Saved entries

// SPDX-License-Identifier: PolyForm-Noncommercial-1.0.0
// Copyright (c) 2025 Sylvex. All rights reserved.

//! Bearer token authentication middleware.

use std::collections::HashSet;
use std::future::Future;
use std::pin::Pin;
use std::sync::Arc;
use std::task::{Context, Poll};

use axum::{
    body::Body,
    http::{header, Request},
    response::{IntoResponse, Response},
};
use tower::{Layer, Service};

use crate::auth::{AuthContext, JwtManager};
use crate::error::{ApiError, AuthError};

/// Paths reachable without a token.
pub const DEFAULT_PUBLIC_PATHS: [&str; 3] = ["/health", "/login", "/register"];

// =============================================================================
// AuthLayer
// =============================================================================

/// Layer for bearer token authentication.
///
/// Verifies the `Authorization: Bearer <token>` header on every non-public
/// request and stores an [`AuthContext`] in the request extensions. Requests
/// that fail verification never reach the inner service.
#[derive(Clone)]
pub struct AuthLayer {
    jwt_manager: Arc<JwtManager>,
    public_paths: Arc<HashSet<String>>,
}

impl AuthLayer {
    /// Creates a new auth layer with no public paths.
    pub fn new(jwt_manager: Arc<JwtManager>) -> Self {
        Self {
            jwt_manager,
            public_paths: Arc::new(HashSet::new()),
        }
    }

    /// Sets the paths that don't require authentication.
    pub fn with_public_paths<I, P>(mut self, paths: I) -> Self
    where
        I: IntoIterator<Item = P>,
        P: Into<String>,
    {
        self.public_paths = Arc::new(paths.into_iter().map(Into::into).collect());
        self
    }

    /// Uses [`DEFAULT_PUBLIC_PATHS`].
    pub fn with_default_public_paths(self) -> Self {
        self.with_public_paths(DEFAULT_PUBLIC_PATHS)
    }
}

impl<S> Layer<S> for AuthLayer {
    type Service = AuthMiddleware<S>;

    fn layer(&self, inner: S) -> Self::Service {
        AuthMiddleware {
            inner,
            jwt_manager: self.jwt_manager.clone(),
            public_paths: self.public_paths.clone(),
        }
    }
}

// =============================================================================
// AuthMiddleware
// =============================================================================

/// Middleware for bearer token authentication.
#[derive(Clone)]
pub struct AuthMiddleware<S> {
    inner: S,
    jwt_manager: Arc<JwtManager>,
    public_paths: Arc<HashSet<String>>,
}

impl<S> Service<Request<Body>> for AuthMiddleware<S>
where
    S: Service<Request<Body>, Response = Response> + Clone + Send + 'static,
    S::Future: Send + 'static,
{
    type Response = S::Response;
    type Error = S::Error;
    type Future = Pin<Box<dyn Future<Output = Result<Self::Response, Self::Error>> + Send>>;

    fn poll_ready(&mut self, cx: &mut Context<'_>) -> Poll<Result<(), Self::Error>> {
        self.inner.poll_ready(cx)
    }

    fn call(&mut self, mut req: Request<Body>) -> Self::Future {
        let jwt_manager = self.jwt_manager.clone();
        let is_public = self.public_paths.contains(req.uri().path());
        let mut inner = self.inner.clone();

        Box::pin(async move {
            if is_public {
                return inner.call(req).await;
            }

            let verified = extract_bearer_token(&req)
                .ok_or(AuthError::MissingToken)
                .and_then(|token| jwt_manager.verify(token));

            match verified {
                Ok(identity) => {
                    let ctx = AuthContext::new(identity);
                    tracing::trace!(
                        request_id = %ctx.request_id,
                        subject = %identity.subject,
                        role = %identity.role,
                        "Request authenticated"
                    );
                    req.extensions_mut().insert(ctx);
                    inner.call(req).await
                }
                Err(e) => {
                    tracing::debug!(error = %e, path = %req.uri().path(), "Authentication failed");
                    Ok(ApiError::from(e).into_response())
                }
            }
        })
    }
}

// =============================================================================
// Helper Functions
// =============================================================================

/// Extracts the token from an `Authorization: Bearer <token>` header.
///
/// A missing header, another scheme or an empty token all yield `None`.
pub fn extract_bearer_token<B>(req: &Request<B>) -> Option<&str> {
    let value = req.headers().get(header::AUTHORIZATION)?.to_str().ok()?;
    let (scheme, token) = value.split_once(' ')?;
    if !scheme.eq_ignore_ascii_case("bearer") {
        return None;
    }
    let token = token.trim();
    (!token.is_empty()).then_some(token)
}

// =============================================================================
// Tests
// =============================================================================

#[cfg(test)]
mod tests {
    use super::*;

    fn request(auth: Option<&str>) -> Request<Body> {
        let mut builder = Request::builder().uri("/api/patients");
        if let Some(value) = auth {
            builder = builder.header(header::AUTHORIZATION, value);
        }
        builder.body(Body::empty()).unwrap()
    }

    #[test]
    fn test_extract_bearer_token() {
        assert_eq!(extract_bearer_token(&request(Some("Bearer abc"))), Some("abc"));
        assert_eq!(extract_bearer_token(&request(Some("bearer abc "))), Some("abc"));
        assert_eq!(extract_bearer_token(&request(Some("Basic abc"))), None);
        assert_eq!(extract_bearer_token(&request(Some("Bearer "))), None);
        assert_eq!(extract_bearer_token(&request(Some("abc"))), None);
        assert_eq!(extract_bearer_token(&request(None)), None);
    }
}
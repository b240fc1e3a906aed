// SPDX-License-Identifier: PolyForm-Noncommercial-1.0.0
// Copyright (c) 2025 Sylvex. All rights reserved.

//! Verified caller identity.

use serde::Serialize;

use crate::types::{DoctorId, Role, UserId};

/// The identity of an authenticated caller.
///
/// Produced by credential verification, lives for one request and is never
/// persisted.
#[derive(Debug, Clone, Copy, PartialEq, Eq, Serialize)]
pub struct Identity {
    /// Subject id (the user account id).
    pub subject: UserId,
    /// The caller's single role.
    pub role: Role,
}

impl Identity {
    /// Creates a new identity.
    pub fn new(subject: impl Into<UserId>, role: Role) -> Self {
        Self {
            subject: subject.into(),
            role,
        }
    }

    /// The doctor record this identity acts as, if it is a doctor.
    ///
    /// Doctor accounts and doctor records share ids.
    pub fn as_doctor(&self) -> Option<DoctorId> {
        match self.role {
            Role::Doctor => Some(DoctorId::new(self.subject.get())),
            _ => None,
        }
    }
}

#[cfg(test)]
mod tests {
    use super::*;

    #[test]
    fn test_as_doctor() {
        let doctor = Identity::new(7u64, Role::Doctor);
        assert_eq!(doctor.as_doctor(), Some(DoctorId::new(7)));

        let admin = Identity::new(7u64, Role::Admin);
        assert_eq!(admin.as_doctor(), None);
    }
}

◆ Problem to work on: How many lines in the entries above include the string "value"? Please answer with that number and nothing more.

◆ Response to the task: 4